Simple Database Implementation (Optimization)

Lab Assignment Part 3. From MIT 6.830. See http://dsg.csail.mit.edu/6.830/

Introduction

This article will focus on the query optimization of the database, including an estimation framework and a cost-based optimizer called Selinger.

Control Flow

Control-Flow

This diagram is from the class page.
Parser.java: It is responsible for parsing the query. It will pass itself to TableStats.java to analysize some details of the query, and pass the query to the LogicalPlan.java to build a physicalPlan.
TableStats.java: It is responsible for estimating selectivity and scancost of the query by building a histogram.
LogicalPlan.java: It is responsible for creating a physical plan of a query, namely converting a join statement to a physical iterator on tuples.
JoinOptimizer.java: It is the main optimizer class. The OrderJoins method will receive all data needed and use dynamic programming to optimize the query.

Reflection

Theory

Plan Cost

Given a join plan p = t1 join t2 join ... join tn, its cost can be expressed as:

scancost(t1) + scancost(t2) + joincost(t1 join t2) + 
scancost(t3) + joincost((t1 join t2) join t3) + 
...

Here, scancost(t1) is the I/O cost of scanning table t1, we can simply regard it as the number of pages in t1. joincost(t1 join t2) is the CPU cost to join t1 and t2. As I used nested loops joins in the previous lab, I can use the following formular to calculate that:

joincost(t1 join t2) = scancost(t1) + ntups(t1) * scancost(t2) // IO cost
                        + ntups(t1) * ntups(t2) // CPU cost

Optimizer

Optimizer is the most complex problem in SQL Database. Normally, there are two large categories: Rule-Based Optimizer and Cost-Based Optimizer. Rule-Based Optimizer will equivalently change the tree representation of the specified list of joins to make it more efficient. For example, pushing selection down in the tree will result in better execution plans in any situations. Cost-Based Optimizer will apply algebraic laws, start from partial plans, build more complete plans, until estimated cost is minimal. Dynamic programming is often used to reduce the number of partial plans. Here is a pseducode of Selinger used in SimpleDB:

j = set of join nodes
for (i in 1...|j|):
     for s in {all length i subsets of j}
            bestPlan = {}
       for s' in {all length d-1 subsets of s}
            subplan = optjoin(s')
            plan = best way to join (s-s') to subplan
            if (cost(plan) < cost(bestPlan))
               bestPlan = plan
      optjoin(s) = bestPlan
 return optjoin(j)

Design

In order to better analyze queries, simpleDB created several classes to help parse them. For example, a query:

SELECT A.C, A.D
FROM A
LEFT JOIN B ON A.C == B.C
WHERE A.D > 0

LogicalSelectListNode will have the information in the SELECT list, namely A.C and A.D.
LogicalScanNode will have the information in the FROM list, namely table A.
LogicalJoinNode will have the information in the JOIN list, namely table A, B and field C. LogicalFilterNode will have the information in the WHERE list, namely A.D, 0, and predicate >.
These classes can be sent to different places and complete various analysis.
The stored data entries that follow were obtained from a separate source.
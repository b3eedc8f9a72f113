use std::fmt;

use unicase::UniCase;


/// One `type=value` pair of a relative distinguished name.
#[derive(Clone, Debug, Eq, Hash, Ord, PartialEq, PartialOrd)]
pub struct Ava {
    pub key: String,
    pub value: Vec<u8>,
}
impl Ava {
    pub fn new(key: String, value: Vec<u8>) -> Self {
        Self {
            key,
            value,
        }
    }
}


/// A relative distinguished name; usually a single [`Ava`], several if the RDN
/// is multi-valued (`cn=a+uid=b`).
pub type Rdn = Vec<Ava>;


/// A distinguished name in a form suitable for matching.
///
/// Attribute types and values compare case-insensitively, surrounding spaces
/// and escaping are ignored, and the AVAs of a multi-valued RDN may appear in
/// any order.
#[derive(Clone, Debug, Eq, Hash, Ord, PartialEq, PartialOrd)]
pub struct DnKey {
    rdns: Vec<Vec<(UniCase<String>, Vec<u8>)>>,
}
impl DnKey {
    pub fn parse(dn: &str) -> Option<Self> {
        let rdns = dn_to_rdns(dn)?;
        let mut folded_rdns = Vec::with_capacity(rdns.len());
        for rdn in rdns {
            let mut folded_avas: Vec<(UniCase<String>, Vec<u8>)> = rdn.into_iter()
                .map(|ava| (UniCase::new(ava.key), fold_dn_value(ava.value)))
                .collect();
            folded_avas.sort();
            folded_rdns.push(folded_avas);
        }
        Some(Self { rdns: folded_rdns })
    }

    pub fn len(&self) -> usize { self.rdns.len() }
    pub fn is_empty(&self) -> bool { self.rdns.is_empty() }
}
impl fmt::Display for DnKey {
    fn fmt(&self, f: &mut fmt::Formatter<'_>) -> fmt::Result {
        let mut first_rdn = true;
        for rdn in &self.rdns {
            if first_rdn {
                first_rdn = false;
            } else {
                write!(f, ",")?;
            }
            let mut first_ava = true;
            for (key, value) in rdn {
                if first_ava {
                    first_ava = false;
                } else {
                    write!(f, "+")?;
                }
                write!(f, "{}={}", key.to_lowercase(), String::from_utf8_lossy(value))?;
            }
        }
        Ok(())
    }
}

fn fold_dn_value(value: Vec<u8>) -> Vec<u8> {
    match String::from_utf8(value) {
        Ok(s) => s.to_lowercase().into_bytes(),
        Err(e) => e.into_bytes().to_ascii_lowercase(),
    }
}


/// Splits a DN (RFC 4514) into its RDNs, most specific first.
///
/// Returns `None` if the DN is malformed.
pub fn dn_to_rdns(dn: &str) -> Option<Vec<Rdn>> {
    if dn.trim_matches(' ').len() == 0 {
        return Some(Vec::with_capacity(0));
    }

    let tokens = tokenize(dn)?;

    let pieces = split_at_unescaped(&tokens, ',');
    let mut rdns = Vec::with_capacity(pieces.len());
    for piece in pieces {
        let mut rdn = Vec::new();
        for ava_tokens in split_at_unescaped(&piece, '+') {
            let (key_tokens, value_tokens) = split_at_first_unescaped_equals(&ava_tokens)?;
            let key_bytes = tokens_to_bytes(&key_tokens);
            let value_bytes = tokens_to_bytes(&value_tokens);

            let key_string = String::from_utf8(key_bytes).ok()?;
            let key = key_string.trim_matches(' ');
            if key.len() == 0 {
                return None;
            }
            rdn.push(Ava::new(key.to_owned(), value_bytes));
        }
        rdns.push(rdn);
    }

    Some(rdns)
}

#[derive(Clone, Copy, Debug, Hash, Eq, Ord, PartialEq, PartialOrd)]
enum Token<'a> {
    UnescapedSlice(&'a str),
    EscapedByte(u8),
}

/// Tokenizes the given DN string.
///
/// Used to abstract away escapes.
fn tokenize(dn: &str) -> Option<Vec<Token<'_>>> {
    let mut tokens = Vec::new();

    let mut current_start = 0;
    loop {
        let next_backslash = match find_from(dn, '\\', current_start) {
            Some(nb) => nb,
            None => {
                let rest_slice = &dn[current_start..];
                if rest_slice.len() > 0 {
                    tokens.push(Token::UnescapedSlice(rest_slice));
                }
                break;
            },
        };

        // eat the part until the backslash
        let eaten = &dn[current_start..next_backslash];
        tokens.push(Token::UnescapedSlice(eaten));

        // what follows the backslash?
        let c = dn[next_backslash+1..].chars().nth(0)?;
        if [' ', '"', '#', '+', ',', ';', '<', '=', '>', '\\'].binary_search(&c).is_ok() {
            tokens.push(Token::EscapedByte(c as u8));

            // continue after that escaped character
            current_start = next_backslash + 2;
        } else if c.is_ascii_hexdigit() {
            // okay, do we have another hex digit?
            let c2 = dn[next_backslash+2..].chars().nth(0)?;
            if !c2.is_ascii_hexdigit() {
                // a string like "\A%"
                return None;
            }
            let hex_slice = &dn[next_backslash+1..next_backslash+3];
            let hex_value = u8::from_str_radix(hex_slice, 16).ok()?;
            tokens.push(Token::EscapedByte(hex_value));

            // continue after the second hex digit
            current_start = next_backslash + 3;
        } else {
            // nothing else may be escaped
            return None;
        }
    }

    Some(tokens)
}


fn find_from(haystack: &str, needle: char, offset: usize) -> Option<usize> {
    haystack[offset..]
        .find(needle)
        .map(|i| i + offset)
}

fn split_at_unescaped<'a>(tokens: &[Token<'a>], separator: char) -> Vec<Vec<Token<'a>>> {
    let mut pieces = Vec::new();
    let mut current_piece = Vec::new();
    for token in tokens {
        match token {
            Token::EscapedByte(_) => {
                current_piece.push(*token);
            },
            Token::UnescapedSlice(s) => {
                let mut parts = s.split(separator);
                if let Some(first) = parts.next() {
                    if first.len() > 0 {
                        current_piece.push(Token::UnescapedSlice(first));
                    }
                }
                for part in parts {
                    pieces.push(std::mem::take(&mut current_piece));
                    if part.len() > 0 {
                        current_piece.push(Token::UnescapedSlice(part));
                    }
                }
            },
        }
    }
    pieces.push(current_piece);
    pieces
}

fn split_at_first_unescaped_equals<'a>(tokens: &[Token<'a>]) -> Option<(Vec<Token<'a>>, Vec<Token<'a>>)> {
    let mut front_pieces = Vec::new();
    for (i, token) in tokens.iter().enumerate() {
        match token {
            Token::EscapedByte(_) => {
                front_pieces.push(*token);
            },
            Token::UnescapedSlice(s) => {
                match s.find('=') {
                    None => {
                        front_pieces.push(*token);
                    },
                    Some(equals_index) => {
                        let before = &s[..equals_index];
                        let after = &s[equals_index+1..];

                        if before.len() > 0 {
                            front_pieces.push(Token::UnescapedSlice(before));
                        }

                        // handle the rest
                        let mut rear_pieces = Vec::new();
                        if after.len() > 0 {
                            rear_pieces.push(Token::UnescapedSlice(after));
                        }
                        for rest_piece in tokens.iter().skip(i + 1) {
                            rear_pieces.push(*rest_piece);
                        }
                        trim_unescaped_spaces(&mut rear_pieces);

                        return Some((front_pieces, rear_pieces));
                    },
                }
            },
        }
    }

    // no unescaped equals found
    None
}

/// Strips unescaped spaces from both ends of a value.
fn trim_unescaped_spaces(tokens: &mut Vec<Token<'_>>) {
    if let Some(Token::UnescapedSlice(s)) = tokens.first_mut() {
        let untrimmed: &str = *s;
        *s = untrimmed.trim_start_matches(' ');
    }
    if let Some(Token::UnescapedSlice(s)) = tokens.last_mut() {
        let untrimmed: &str = *s;
        *s = untrimmed.trim_end_matches(' ');
    }
}

fn tokens_to_bytes(tokens: &[Token<'_>]) -> Vec<u8> {
    let mut ret = Vec::new();
    for token in tokens {
        match token {
            Token::EscapedByte(b) => ret.push(*b),
            Token::UnescapedSlice(slice) => ret.extend_from_slice(slice.as_bytes()),
        }
    }
    ret
}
Another design I’d like to talk about is when estimating ntups for a table with one or more selection predicates over it (See theory part above for why we need to estimate ntup). We can build a histogram for every attribute in the table. First, scan the table to get the minimum and maximum values. Then, divide the histogram into a fixed number of buckets, with each bucket representing the number of records in the range of the domain of the attribute of the histogram. For example, a field f ranges from 1 to 100, and there are 10 buckets. Bucket 1 contain the number of records between 1 and 10, and so on.